■ **WORK INSTRUCTION**
Write down, unchanged, the entries from the first line through the line holding "const QUANTILE_BATCH_CUTOFF: usize = 50;". Include no other line.

** PROVIDED ENTRIES follows **

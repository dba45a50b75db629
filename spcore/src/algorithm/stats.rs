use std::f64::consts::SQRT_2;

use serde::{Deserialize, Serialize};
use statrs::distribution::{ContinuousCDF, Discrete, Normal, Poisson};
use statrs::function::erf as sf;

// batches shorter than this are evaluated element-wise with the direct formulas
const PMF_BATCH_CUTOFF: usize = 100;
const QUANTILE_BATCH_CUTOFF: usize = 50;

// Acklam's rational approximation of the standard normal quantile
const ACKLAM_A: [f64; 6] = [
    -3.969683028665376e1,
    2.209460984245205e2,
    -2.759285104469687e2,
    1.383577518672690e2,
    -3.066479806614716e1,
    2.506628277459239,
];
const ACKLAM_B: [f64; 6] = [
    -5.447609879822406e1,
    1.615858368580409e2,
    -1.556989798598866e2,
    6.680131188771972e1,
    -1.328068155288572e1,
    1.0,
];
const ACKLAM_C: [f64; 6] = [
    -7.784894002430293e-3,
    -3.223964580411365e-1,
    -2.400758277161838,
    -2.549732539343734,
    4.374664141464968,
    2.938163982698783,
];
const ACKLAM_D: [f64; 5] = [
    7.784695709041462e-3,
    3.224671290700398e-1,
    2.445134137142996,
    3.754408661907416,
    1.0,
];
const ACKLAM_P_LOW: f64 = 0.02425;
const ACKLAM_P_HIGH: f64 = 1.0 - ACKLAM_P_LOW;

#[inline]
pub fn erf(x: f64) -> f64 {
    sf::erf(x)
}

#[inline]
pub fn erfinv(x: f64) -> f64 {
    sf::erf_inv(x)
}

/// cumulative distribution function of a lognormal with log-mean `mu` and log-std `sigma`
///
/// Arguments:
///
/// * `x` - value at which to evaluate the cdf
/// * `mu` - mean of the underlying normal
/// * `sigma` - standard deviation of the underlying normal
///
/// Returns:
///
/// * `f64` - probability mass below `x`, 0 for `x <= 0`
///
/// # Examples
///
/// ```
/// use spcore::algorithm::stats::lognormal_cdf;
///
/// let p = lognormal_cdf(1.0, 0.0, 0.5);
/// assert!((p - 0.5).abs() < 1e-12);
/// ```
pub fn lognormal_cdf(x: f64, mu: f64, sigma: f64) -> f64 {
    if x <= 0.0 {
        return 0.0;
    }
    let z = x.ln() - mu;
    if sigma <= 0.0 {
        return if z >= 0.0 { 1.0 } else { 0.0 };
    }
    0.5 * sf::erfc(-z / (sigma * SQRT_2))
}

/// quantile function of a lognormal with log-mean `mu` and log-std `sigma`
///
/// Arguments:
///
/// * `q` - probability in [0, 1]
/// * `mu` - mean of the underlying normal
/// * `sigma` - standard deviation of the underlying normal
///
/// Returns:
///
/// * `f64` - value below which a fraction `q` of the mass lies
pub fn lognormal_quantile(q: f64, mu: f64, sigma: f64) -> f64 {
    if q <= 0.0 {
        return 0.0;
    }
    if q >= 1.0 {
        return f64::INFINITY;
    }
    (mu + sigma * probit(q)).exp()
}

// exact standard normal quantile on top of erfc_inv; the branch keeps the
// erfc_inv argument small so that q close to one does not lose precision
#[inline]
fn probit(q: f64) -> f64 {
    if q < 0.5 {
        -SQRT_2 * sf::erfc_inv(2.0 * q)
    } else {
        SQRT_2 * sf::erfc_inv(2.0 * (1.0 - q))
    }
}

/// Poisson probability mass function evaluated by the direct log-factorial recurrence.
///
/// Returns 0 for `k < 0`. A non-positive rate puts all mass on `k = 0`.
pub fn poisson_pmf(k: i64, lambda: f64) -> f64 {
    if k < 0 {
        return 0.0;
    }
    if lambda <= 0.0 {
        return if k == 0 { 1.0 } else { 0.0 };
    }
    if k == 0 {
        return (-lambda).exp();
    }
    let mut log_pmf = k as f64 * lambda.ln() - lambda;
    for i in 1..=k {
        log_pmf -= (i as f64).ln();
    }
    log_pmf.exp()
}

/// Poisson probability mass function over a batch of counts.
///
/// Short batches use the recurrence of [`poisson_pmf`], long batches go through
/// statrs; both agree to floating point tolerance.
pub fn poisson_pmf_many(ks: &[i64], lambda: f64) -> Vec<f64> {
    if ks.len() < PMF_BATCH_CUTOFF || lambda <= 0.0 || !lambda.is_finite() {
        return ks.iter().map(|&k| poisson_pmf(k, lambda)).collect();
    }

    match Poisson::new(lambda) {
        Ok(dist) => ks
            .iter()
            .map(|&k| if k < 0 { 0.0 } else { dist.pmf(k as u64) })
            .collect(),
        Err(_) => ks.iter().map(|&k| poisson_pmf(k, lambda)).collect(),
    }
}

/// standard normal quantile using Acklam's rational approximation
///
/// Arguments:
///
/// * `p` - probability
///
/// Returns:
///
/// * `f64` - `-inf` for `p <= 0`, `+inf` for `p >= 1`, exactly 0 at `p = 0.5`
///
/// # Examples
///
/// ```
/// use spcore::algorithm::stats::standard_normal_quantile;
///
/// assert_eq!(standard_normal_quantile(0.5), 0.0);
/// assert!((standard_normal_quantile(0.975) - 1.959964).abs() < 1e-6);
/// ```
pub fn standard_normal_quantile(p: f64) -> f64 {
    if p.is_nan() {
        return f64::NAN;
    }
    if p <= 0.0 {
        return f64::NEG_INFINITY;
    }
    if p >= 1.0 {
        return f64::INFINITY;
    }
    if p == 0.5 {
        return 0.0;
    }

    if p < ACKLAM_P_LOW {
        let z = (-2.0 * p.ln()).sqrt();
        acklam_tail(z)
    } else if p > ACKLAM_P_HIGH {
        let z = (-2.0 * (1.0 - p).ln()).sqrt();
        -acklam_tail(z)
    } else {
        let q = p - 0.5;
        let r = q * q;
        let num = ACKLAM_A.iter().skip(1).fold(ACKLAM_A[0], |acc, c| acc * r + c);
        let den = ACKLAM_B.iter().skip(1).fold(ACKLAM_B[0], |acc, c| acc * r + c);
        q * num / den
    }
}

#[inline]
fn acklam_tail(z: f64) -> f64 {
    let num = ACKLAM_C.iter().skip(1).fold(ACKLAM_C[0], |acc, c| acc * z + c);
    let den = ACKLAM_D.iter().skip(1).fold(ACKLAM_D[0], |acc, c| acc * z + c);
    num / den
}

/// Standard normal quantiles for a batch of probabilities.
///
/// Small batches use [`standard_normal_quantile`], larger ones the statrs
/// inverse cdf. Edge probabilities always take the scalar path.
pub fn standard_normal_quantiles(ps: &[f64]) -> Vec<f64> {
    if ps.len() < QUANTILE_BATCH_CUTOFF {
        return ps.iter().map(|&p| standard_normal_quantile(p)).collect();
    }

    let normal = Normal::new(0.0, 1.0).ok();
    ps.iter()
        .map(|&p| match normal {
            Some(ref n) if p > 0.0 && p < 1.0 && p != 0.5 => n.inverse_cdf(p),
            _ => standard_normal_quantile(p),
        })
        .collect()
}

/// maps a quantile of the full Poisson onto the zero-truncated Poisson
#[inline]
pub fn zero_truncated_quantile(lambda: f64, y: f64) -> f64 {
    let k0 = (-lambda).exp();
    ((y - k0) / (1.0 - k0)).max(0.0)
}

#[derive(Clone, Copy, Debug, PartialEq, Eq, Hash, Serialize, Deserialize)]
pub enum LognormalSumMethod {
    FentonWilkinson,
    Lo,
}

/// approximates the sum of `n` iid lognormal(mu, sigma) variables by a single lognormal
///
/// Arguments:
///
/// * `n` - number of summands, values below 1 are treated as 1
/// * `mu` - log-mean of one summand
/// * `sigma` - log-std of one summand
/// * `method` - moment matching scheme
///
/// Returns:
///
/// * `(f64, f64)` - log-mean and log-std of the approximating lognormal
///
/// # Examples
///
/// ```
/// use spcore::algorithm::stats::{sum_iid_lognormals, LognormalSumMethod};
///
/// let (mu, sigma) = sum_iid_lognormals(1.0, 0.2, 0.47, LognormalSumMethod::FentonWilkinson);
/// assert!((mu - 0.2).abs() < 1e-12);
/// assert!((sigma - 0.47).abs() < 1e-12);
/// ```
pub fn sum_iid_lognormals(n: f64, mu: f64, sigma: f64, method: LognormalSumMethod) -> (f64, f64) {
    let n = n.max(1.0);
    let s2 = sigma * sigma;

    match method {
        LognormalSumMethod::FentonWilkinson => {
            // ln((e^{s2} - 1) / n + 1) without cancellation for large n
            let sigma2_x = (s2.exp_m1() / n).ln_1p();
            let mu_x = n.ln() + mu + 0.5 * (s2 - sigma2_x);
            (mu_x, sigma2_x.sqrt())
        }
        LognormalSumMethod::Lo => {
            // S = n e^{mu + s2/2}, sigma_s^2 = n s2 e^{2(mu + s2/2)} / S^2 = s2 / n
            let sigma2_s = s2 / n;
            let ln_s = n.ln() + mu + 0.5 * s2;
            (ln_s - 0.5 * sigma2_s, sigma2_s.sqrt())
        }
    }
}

** End of PROVIDED ENTRIES **

■ **OUTPUT FOR THIS TASK**
repository dba45a50b75db629
filename spcore/src/algorithm/stats.rs
use std::f64::consts::SQRT_2;

use serde::{Deserialize, Serialize};
use statrs::distribution::{ContinuousCDF, Discrete, Normal, Poisson};
use statrs::function::erf as sf;

// batches shorter than this are evaluated element-wise with the direct formulas
const PMF_BATCH_CUTOFF: usize = 100;
const QUANTILE_BATCH_CUTOFF: usize = 50;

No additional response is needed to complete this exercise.